======== DATA PROVIDED ========

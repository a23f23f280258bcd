mod progress;
mod video_info;

pub use progress::{ProgressCallback, ProgressSample};
pub use video_info::{Format, Thumbnail, VideoInfo};
use std::collections::BTreeMap;
use std::path::{Path, PathBuf};

use crate::command::render_options;

/// Parameters of one invocation: target URL, working directory and options.
///
/// Option names are stored without the leading `--`. Setting a name twice
/// keeps the last value.
#[derive(Debug, Clone, Default, PartialEq, Eq)]
pub struct Request {
    url: Option<String>,
    directory: Option<PathBuf>,
    options: BTreeMap<String, Option<String>>
}

impl Request {
    pub fn new() -> Self {
        Self::default()
    }

    pub fn with_url(url: impl Into<String>) -> Self {
        Self {
            url: Some(url.into()),
            ..Self::default()
        }
    }

    pub fn with_url_and_directory(url: impl Into<String>, directory: impl Into<PathBuf>) -> Self {
        Self {
            url: Some(url.into()),
            directory: Some(directory.into()),
            options: BTreeMap::new()
        }
    }

    pub fn url(&self) -> Option<&str> {
        self.url.as_deref()
    }

    pub fn set_url(&mut self, url: impl Into<String>) {
        self.url = Some(url.into());
    }

    pub fn directory(&self) -> Option<&Path> {
        self.directory.as_deref()
    }

    pub fn set_directory(&mut self, directory: Option<PathBuf>) {
        self.directory = directory;
    }

    pub fn options(&self) -> &BTreeMap<String, Option<String>> {
        &self.options
    }

    /// Flag-only option, rendered as `--name`.
    pub fn set_option(&mut self, name: impl AsRef<str>) {
        self.options.insert(option_name(name.as_ref()), None);
    }

    /// Option rendered as `--name value`.
    pub fn set_option_value(&mut self, name: impl AsRef<str>, value: impl ToString) {
        self.options
            .insert(option_name(name.as_ref()), Some(value.to_string()));
    }

    pub fn remove_option(&mut self, name: impl AsRef<str>) -> Option<Option<String>> {
        self.options.remove(&option_name(name.as_ref()))
    }

    /// `None` when the option is not set, `Some(None)` for a flag-only option.
    pub fn option(&self, name: &str) -> Option<Option<&str>> {
        self.options
            .get(&option_name(name))
            .map(Option::as_deref)
    }

    pub fn option_flag(mut self, name: impl AsRef<str>) -> Self {
        self.set_option(name);
        self
    }

    pub fn option_value(mut self, name: impl AsRef<str>, value: impl ToString) -> Self {
        self.set_option_value(name, value);
        self
    }

    pub fn directory_path(mut self, directory: impl Into<PathBuf>) -> Self {
        self.directory = Some(directory.into());
        self
    }

    /// URL and options as one space-separated line, without the executable.
    pub fn build_options(&self) -> String {
        render_options(self.url.as_deref(), &self.options)
    }
}

fn option_name(name: &str) -> String {
    name.trim().trim_start_matches("--").to_string()
}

========

## WORK INSTRUCTION:
Up to and including the line that contains "#[derive(Debug, Clone, Default, PartialEq, Eq)]", output the records above exactly, beginning with their first line.

## ANSWER AREA:
repository a23f23f280258bcd
mod progress;
mod video_info;

pub use progress::{ProgressCallback, ProgressSample};
pub use video_info::{Format, Thumbnail, VideoInfo};
use std::collections::BTreeMap;
use std::path::{Path, PathBuf};

use crate::command::render_options;

/// Parameters of one invocation: target URL, working directory and options.
///
/// Option names are stored without the leading `--`. Setting a name twice
/// keeps the last value.
#[derive(Debug, Clone, Default, PartialEq, Eq)]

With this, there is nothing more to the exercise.